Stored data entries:
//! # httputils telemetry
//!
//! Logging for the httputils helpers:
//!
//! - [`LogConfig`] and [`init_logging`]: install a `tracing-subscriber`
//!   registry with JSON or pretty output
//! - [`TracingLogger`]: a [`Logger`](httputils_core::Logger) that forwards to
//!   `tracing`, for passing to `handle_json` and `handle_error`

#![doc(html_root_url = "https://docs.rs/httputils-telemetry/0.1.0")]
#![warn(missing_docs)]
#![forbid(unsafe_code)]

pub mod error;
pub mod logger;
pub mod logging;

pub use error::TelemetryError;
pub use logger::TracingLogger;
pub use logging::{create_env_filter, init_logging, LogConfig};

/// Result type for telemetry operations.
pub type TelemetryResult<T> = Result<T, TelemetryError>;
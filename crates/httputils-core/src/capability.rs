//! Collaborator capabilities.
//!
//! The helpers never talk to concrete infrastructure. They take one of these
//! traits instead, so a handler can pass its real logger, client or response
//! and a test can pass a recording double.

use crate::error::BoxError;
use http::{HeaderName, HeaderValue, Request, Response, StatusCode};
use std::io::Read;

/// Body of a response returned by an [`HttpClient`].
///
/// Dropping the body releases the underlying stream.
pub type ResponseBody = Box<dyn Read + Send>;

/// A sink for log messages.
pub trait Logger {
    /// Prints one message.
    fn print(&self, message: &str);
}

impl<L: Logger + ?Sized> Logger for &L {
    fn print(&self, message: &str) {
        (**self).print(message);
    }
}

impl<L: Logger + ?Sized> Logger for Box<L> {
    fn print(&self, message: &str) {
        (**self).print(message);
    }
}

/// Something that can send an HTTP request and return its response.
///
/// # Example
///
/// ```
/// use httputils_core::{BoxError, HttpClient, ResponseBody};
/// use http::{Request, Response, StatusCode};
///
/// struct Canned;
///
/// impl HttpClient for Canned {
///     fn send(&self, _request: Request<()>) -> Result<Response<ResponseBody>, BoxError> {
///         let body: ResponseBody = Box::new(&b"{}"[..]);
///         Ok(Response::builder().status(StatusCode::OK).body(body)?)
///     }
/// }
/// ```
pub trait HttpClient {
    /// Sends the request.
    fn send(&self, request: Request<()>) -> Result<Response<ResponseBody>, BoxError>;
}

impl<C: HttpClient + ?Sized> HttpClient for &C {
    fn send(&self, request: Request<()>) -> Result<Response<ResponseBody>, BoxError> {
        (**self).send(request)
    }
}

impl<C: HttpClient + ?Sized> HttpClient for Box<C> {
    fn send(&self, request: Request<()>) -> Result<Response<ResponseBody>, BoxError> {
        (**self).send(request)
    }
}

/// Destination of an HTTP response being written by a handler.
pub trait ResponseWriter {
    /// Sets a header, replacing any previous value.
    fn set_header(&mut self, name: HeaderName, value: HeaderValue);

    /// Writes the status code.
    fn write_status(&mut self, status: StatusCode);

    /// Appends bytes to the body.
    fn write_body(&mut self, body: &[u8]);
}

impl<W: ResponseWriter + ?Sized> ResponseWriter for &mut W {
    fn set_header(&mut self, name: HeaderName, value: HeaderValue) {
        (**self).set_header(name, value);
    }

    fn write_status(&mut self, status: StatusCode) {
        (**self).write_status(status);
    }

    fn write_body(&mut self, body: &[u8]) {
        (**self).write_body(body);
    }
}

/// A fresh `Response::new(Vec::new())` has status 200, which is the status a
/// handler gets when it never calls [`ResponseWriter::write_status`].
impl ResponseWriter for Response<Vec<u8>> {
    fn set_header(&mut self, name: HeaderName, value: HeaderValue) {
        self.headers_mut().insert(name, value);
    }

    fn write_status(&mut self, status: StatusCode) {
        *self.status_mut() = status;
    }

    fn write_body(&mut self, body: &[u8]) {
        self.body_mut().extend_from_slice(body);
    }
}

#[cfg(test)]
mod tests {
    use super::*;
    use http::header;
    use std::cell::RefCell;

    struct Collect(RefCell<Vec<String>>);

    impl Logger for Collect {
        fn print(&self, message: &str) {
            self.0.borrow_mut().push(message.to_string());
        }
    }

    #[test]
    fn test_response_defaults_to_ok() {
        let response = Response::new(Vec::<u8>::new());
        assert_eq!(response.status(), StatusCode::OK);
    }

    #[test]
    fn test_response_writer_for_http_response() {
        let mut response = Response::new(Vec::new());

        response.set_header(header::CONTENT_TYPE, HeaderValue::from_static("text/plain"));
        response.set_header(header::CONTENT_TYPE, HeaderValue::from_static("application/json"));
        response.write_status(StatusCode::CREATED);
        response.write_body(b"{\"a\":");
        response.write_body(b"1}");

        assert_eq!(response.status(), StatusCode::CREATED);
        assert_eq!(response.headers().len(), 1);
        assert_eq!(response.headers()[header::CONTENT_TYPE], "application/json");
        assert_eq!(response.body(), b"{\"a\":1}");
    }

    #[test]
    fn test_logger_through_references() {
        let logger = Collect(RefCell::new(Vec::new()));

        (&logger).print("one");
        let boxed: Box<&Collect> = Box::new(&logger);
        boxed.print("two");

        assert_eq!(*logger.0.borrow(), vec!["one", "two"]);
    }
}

EXERCISE DETAILS: Transcribe the records above from the line holding "any previous value." down to the line holding "use std::cell::RefCell;", inclusive, without adding anything.

REPLY TO THE TASK:
    /// Sets a header, replacing any previous value.
    fn set_header(&mut self, name: HeaderName, value: HeaderValue);

    /// Writes the status code.
    fn write_status(&mut self, status: StatusCode);

    /// Appends bytes to the body.
    fn write_body(&mut self, body: &[u8]);
}

impl<W: ResponseWriter + ?Sized> ResponseWriter for &mut W {
    fn set_header(&mut self, name: HeaderName, value: HeaderValue) {
        (**self).set_header(name, value);
    }

    fn write_status(&mut self, status: StatusCode) {
        (**self).write_status(status);
    }

    fn write_body(&mut self, body: &[u8]) {
        (**self).write_body(body);
    }
}

/// A fresh `Response::new(Vec::new())` has status 200, which is the status a
/// handler gets when it never calls [`ResponseWriter::write_status`].
impl ResponseWriter for Response<Vec<u8>> {
    fn set_header(&mut self, name: HeaderName, value: HeaderValue) {
        self.headers_mut().insert(name, value);
    }

    fn write_status(&mut self, status: StatusCode) {
        *self.status_mut() = status;
    }

    fn write_body(&mut self, body: &[u8]) {
        self.body_mut().extend_from_slice(body);
    }
}

#[cfg(test)]
mod tests {
    use super::*;
    use http::header;
    use std::cell::RefCell;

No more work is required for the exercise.